On Tuesday, Nov. 5, How On Earth brings you one short report and two features:

Feature 1 – Salt Lake City’s Drier Future (start time 4:25): Guests Laura Briefer and Tim Bardsley talk with How On Earth’s Jim Pullen about how science is helping water management planners in Salt Lake City prepare for an uncertain—and drier—future.  Briefer is the water resource manager for Salt Lake City’s Department of Public Utilities and Bardsley is a hydrologist working with Salt Lake City via University of Colorado’s Western Water Assessment.

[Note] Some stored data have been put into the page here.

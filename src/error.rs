//! Error types for signstream.

use thiserror::Error;

#[derive(Error, Debug)]
pub enum SignstreamError {
    // Configuration errors
    #[error("Configuration file not found at {path}")]
    ConfigFileNotFound { path: String },

    #[error("Invalid configuration value for {key}: {message}")]
    ConfigInvalidValue { key: String, message: String },

    #[error("Configuration error: {0}")]
    Config(#[from] toml::de::Error),

    // Client-facing request errors
    #[error("Invalid input: {message}")]
    InvalidInput { message: String },

    #[error(
        "Unsupported clip format: {extension} (accepted: {})",
        crate::defaults::ACCEPTED_CLIP_EXTENSIONS.join(", ")
    )]
    UnsupportedFormat { extension: String },

    // Internal contract violation: window geometry does not match the model.
    // Indicates a bug in window construction, never a user error.
    #[error("Model input shape mismatch: expected {expected}, got {actual}")]
    ModelInputShape { expected: String, actual: String },

    // Per-frame degradation
    #[error("Frame decode failed: {message}")]
    FrameDecode { message: String },

    #[error("Processing error: {message}")]
    TransientProcessing { message: String },

    #[error("Unknown session: {session_id}")]
    SessionNotFound { session_id: String },

    // Model loading / inference errors
    #[error("Model weights not found at {path}")]
    ModelNotFound { path: String },

    #[error("Model load failed: {message}")]
    ModelLoad { message: String },

    #[error("Inference failed: {message}")]
    Inference { message: String },

    // Gateway errors
    #[error("Gateway socket error: {message}")]
    GatewaySocket { message: String },

    #[error("Gateway protocol error: {message}")]
    GatewayProtocol { message: String },

    // General I/O errors
    #[error("I/O error: {0}")]
    Io(#[from] std::io::Error),

    // Generic error for cases not covered above
    #[error("{0}")]
    Other(String),
}

impl SignstreamError {
    /// Whether this error is the caller's fault (maps to a 400-class response).
    pub fn is_client_error(&self) -> bool {
        matches!(
            self,
            SignstreamError::InvalidInput { .. } | SignstreamError::UnsupportedFormat { .. }
        )
    }
}

// Type alias for convenience
pub type Result<T> = std::result::Result<T, SignstreamError>;

#[cfg(test)]
mod tests {
    use super::*;
    use std::io;

    #[test]
    fn test_invalid_input_display() {
        let error = SignstreamError::InvalidInput {
            message: "video_data or video_url is required".to_string(),
        };
        assert_eq!(
            error.to_string(),
            "Invalid input: video_data or video_url is required"
        );
    }

    #[test]
    fn test_unsupported_format_display() {
        let error = SignstreamError::UnsupportedFormat {
            extension: "avi".to_string(),
        };
        assert_eq!(
            error.to_string(),
            "Unsupported clip format: avi (accepted: mp4, webm, mov)"
        );
        for accepted in crate::defaults::ACCEPTED_CLIP_EXTENSIONS {
            assert!(error.to_string().contains(accepted));
        }
    }

    #[test]
    fn test_model_input_shape_display() {
        let error = SignstreamError::ModelInputShape {
            expected: "150 vectors of 126".to_string(),
            actual: "140 vectors of 126".to_string(),
        };
        assert_eq!(
            error.to_string(),
            "Model input shape mismatch: expected 150 vectors of 126, got 140 vectors of 126"
        );
    }

    #[test]
    fn test_frame_decode_display() {
        let error = SignstreamError::FrameDecode {
            message: "not a valid image".to_string(),
        };
        assert_eq!(error.to_string(), "Frame decode failed: not a valid image");
    }

    #[test]
    fn test_session_not_found_display() {
        let error = SignstreamError::SessionNotFound {
            session_id: "client-7".to_string(),
        };
        assert_eq!(error.to_string(), "Unknown session: client-7");
    }

    #[test]
    fn test_client_error_classification() {
        assert!(
            SignstreamError::InvalidInput {
                message: "empty clip".to_string()
            }
            .is_client_error()
        );
        assert!(
            SignstreamError::UnsupportedFormat {
                extension: "avi".to_string()
            }
            .is_client_error()
        );
        assert!(
            !SignstreamError::ModelInputShape {
                expected: "150".to_string(),
                actual: "75".to_string()
            }
            .is_client_error()
        );
        assert!(
            !SignstreamError::TransientProcessing {
                message: "timeout".to_string()
            }
            .is_client_error()
        );
    }

    #[test]
    fn test_from_io_error() {
        let io_error = io::Error::new(io::ErrorKind::NotFound, "file not found");
        let error: SignstreamError = io_error.into();
        assert!(error.to_string().contains("file not found"));
    }

    #[test]
    fn test_from_toml_error() {
        let toml_str = "invalid = toml = syntax";
        let toml_error = toml::from_str::<toml::Value>(toml_str).unwrap_err();
        let error: SignstreamError = toml_error.into();
        assert!(error.to_string().contains("Configuration error"));
    }

    #[test]
    fn test_error_is_send_and_sync() {
        fn assert_send<T: Send>() {}
        fn assert_sync<T: Sync>() {}

        assert_send::<SignstreamError>();
        assert_sync::<SignstreamError>();
    }

    #[test]
    fn test_result_type_alias() {
        fn returns_result() -> Result<i32> {
            Ok(42)
        }
        assert_eq!(returns_result().unwrap(), 42);
    }
}
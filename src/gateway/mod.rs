//! TCP gateway speaking newline-delimited JSON events.
//!
//! Each connection gets its own streaming session; inbound events are read
//! line by line and dispatched, outbound events (both the session's own
//! stream and direct responses) are serialized onto the socket by a writer
//! task.

use crate::batch::{BatchTranslationService, TranslateRequest};
use crate::error::{Result, SignstreamError};
use crate::session::{ClientInfo, SessionId};
use crate::streaming::events::{InboundEvent, OutboundEvent};
use crate::streaming::manager::StreamingSessionManager;

use std::net::SocketAddr;
use std::sync::Arc;
use std::sync::atomic::{AtomicBool, Ordering};
use std::time::Duration;
use tokio::io::{AsyncBufReadExt, AsyncWriteExt, BufReader};
use tokio::net::{TcpListener, TcpStream};
use tokio::sync::mpsc;
use tracing::{debug, error, info, warn};

/// How long the accept loop waits before re-checking the shutdown flag.
const ACCEPT_POLL: Duration = Duration::from_millis(100);

/// The service's network front door.
pub struct Gateway {
    streaming: Arc<StreamingSessionManager>,
    batch: Arc<BatchTranslationService>,
    shutdown: Arc<AtomicBool>,
}

impl Gateway {
    pub fn new(
        streaming: Arc<StreamingSessionManager>,
        batch: Arc<BatchTranslationService>,
    ) -> Self {
        Self {
            streaming,
            batch,
            shutdown: Arc::new(AtomicBool::new(false)),
        }
    }

    /// Request the accept loop to stop. Existing connections drain on their
    /// own; only new connections are refused.
    pub fn shutdown(&self) {
        self.shutdown.store(true, Ordering::SeqCst);
    }

    pub fn shutdown_flag(&self) -> Arc<AtomicBool> {
        self.shutdown.clone()
    }

    /// Bind the listening socket.
    pub async fn bind(&self, host: &str, port: u16) -> Result<TcpListener> {
        TcpListener::bind((host, port))
            .await
            .map_err(|e| SignstreamError::GatewaySocket {
                message: format!("failed to bind {host}:{port}: {e}"),
            })
    }

    /// Accept connections until shutdown is requested.
    pub async fn serve(&self, listener: TcpListener) -> Result<()> {
        let addr = listener
            .local_addr()
            .map_err(|e| SignstreamError::GatewaySocket {
                message: format!("listener has no local address: {e}"),
            })?;
        info!("gateway listening on {addr}");

        while !self.shutdown.load(Ordering::SeqCst) {
            match tokio::time::timeout(ACCEPT_POLL, listener.accept()).await {
                Ok(Ok((stream, peer))) => {
                    debug!("accepted connection from {peer}");
                    let streaming = self.streaming.clone();
                    let batch = self.batch.clone();
                    tokio::spawn(async move {
                        if let Err(e) = handle_connection(streaming, batch, stream, peer).await {
                            warn!("connection from {peer} ended with error: {e}");
                        }
                    });
                }
                Ok(Err(e)) => error!("accept failed: {e}"),
                Err(_) => {} // poll tick, re-check shutdown
            }
        }
        info!("gateway shut down");
        Ok(())
    }

    /// Bind and serve in one call.
    pub async fn run(&self, host: &str, port: u16) -> Result<()> {
        let listener = self.bind(host, port).await?;
        self.serve(listener).await
    }
}

async fn handle_connection(
    streaming: Arc<StreamingSessionManager>,
    batch: Arc<BatchTranslationService>,
    stream: TcpStream,
    peer: SocketAddr,
) -> Result<()> {
    let (read_half, mut write_half) = stream.into_split();
    let mut lines = BufReader::new(read_half).lines();

    let client_info = ClientInfo {
        origin: Some(peer.to_string()),
        user_agent: None,
    };
    let (id, mut session_rx) = streaming.connect(client_info).await;

    // All outbound traffic funnels through one channel so the writer is the
    // only task touching the socket.
    let (out_tx, mut out_rx) = mpsc::channel::<OutboundEvent>(64);
    let forward_tx = out_tx.clone();
    let forwarder = tokio::spawn(async move {
        while let Some(event) = session_rx.recv().await {
            if forward_tx.send(event).await.is_err() {
                break;
            }
        }
    });

    let writer = tokio::spawn(async move {
        while let Some(event) = out_rx.recv().await {
            let line = match event.to_json() {
                Ok(line) => line,
                Err(e) => {
                    error!("dropping unserializable event: {e}");
                    continue;
                }
            };
            if write_half.write_all(line.as_bytes()).await.is_err()
                || write_half.write_all(b"\n").await.is_err()
            {
                break;
            }
        }
        let _shutdown = write_half.shutdown().await;
    });

    while let Ok(Some(line)) = lines.next_line().await {
        let line = line.trim();
        if line.is_empty() {
            continue;
        }
        match InboundEvent::from_json(line) {
            Ok(event) => {
                dispatch_event(&streaming, &batch, id, event, &out_tx).await;
            }
            Err(e) => {
                debug!("{id} sent a malformed event: {e}");
                send(&out_tx, OutboundEvent::Error {
                    message: e.to_string(),
                })
                .await;
            }
        }
    }

    streaming.disconnect(id).await;
    if forwarder.await.is_err() {
        warn!("event forwarder for {id} panicked");
    }
    drop(out_tx);
    if writer.await.is_err() {
        warn!("writer task for {id} panicked");
    }
    debug!("connection from {peer} closed");
    Ok(())
}

async fn dispatch_event(
    streaming: &StreamingSessionManager,
    batch: &BatchTranslationService,
    id: SessionId,
    event: InboundEvent,
    out_tx: &mpsc::Sender<OutboundEvent>,
) {
    match event {
        InboundEvent::VideoFrame { frame, mode, .. } => {
            if let Err(e) = streaming.on_frame(id, frame, mode.as_deref()).await {
                send(out_tx, OutboundEvent::Error {
                    message: e.to_string(),
                })
                .await;
            }
        }
        InboundEvent::SetAnalysisMode { mode } => {
            if let Err(e) = streaming.set_mode(id, &mode).await {
                send(out_tx, OutboundEvent::Error {
                    message: e.to_string(),
                })
                .await;
            }
        }
        InboundEvent::StartSession => {
            if let Err(e) = streaming.start_session(id).await {
                send(out_tx, OutboundEvent::Error {
                    message: e.to_string(),
                })
                .await;
            }
        }
        InboundEvent::EndSession => {
            if let Err(e) = streaming.end_session(id).await {
                send(out_tx, OutboundEvent::Error {
                    message: e.to_string(),
                })
                .await;
            }
        }
        InboundEvent::Translate {
            video_data,
            video_url,
            mode,
        } => {
            let request = TranslateRequest {
                video_data,
                video_url,
                mode,
            };
            let event = match batch.translate(request).await {
                Ok(response) => OutboundEvent::Translation(response),
                Err(e) => OutboundEvent::Error {
                    message: e.to_string(),
                },
            };
            send(out_tx, event).await;
        }
        InboundEvent::TranslateUpload {
            filename,
            data,
            mode,
        } => {
            let event = match batch.translate_upload(&filename, &data, mode.as_deref()).await {
                Ok(response) => OutboundEvent::Translation(response),
                Err(e) => OutboundEvent::Error {
                    message: e.to_string(),
                },
            };
            send(out_tx, event).await;
        }
        InboundEvent::ListModes => {
            send(out_tx, OutboundEvent::Modes {
                modes: batch.list_modes(),
            })
            .await;
        }
    }
}

async fn send(tx: &mpsc::Sender<OutboundEvent>, event: OutboundEvent) {
    if tx.send(event).await.is_err() {
        debug!("connection writer gone, event dropped");
    }
}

bark beetleFeature 2 – Spruce Beetle Outbreak (start time 15:12): We continue with the climate theme, but bring it away from the cities and into the forests.  Picture this: Up high, in the mountains of Colorado, a small beetle, about the size of a grain of rice, works its way into the bark of a spruce tree, where it burrows in to find some tasty morsels—the tree’s reproductive tissues.  Here it will feast, and, under the right conditions, kill the tree.  This is not the more familiar mountain pine beetle, but a spruce beetle.  Same idea, different tree.  And the scale of a current spruce beetle outbreak in our state is being referred to by CU researchers as “massive.”  University of Colorado ecologist Sarah Hart tells How On Earth’s Beth Bartel more about Colorado’s spruce beetle outbreak and the drought that’s causing it.

Short Report – Animal Tagging (start time 1:07): Does tagging animals affect the very behavior scientists are trying to study? Susan Moran reports on how one study finds that even small tags and equipment can drag marine creatures down. For more information, check out NOAA’s Pacific Islands Fisheries Science Center page and photos or, better yet, videos of model (mock?) turtles and their wind tunnels.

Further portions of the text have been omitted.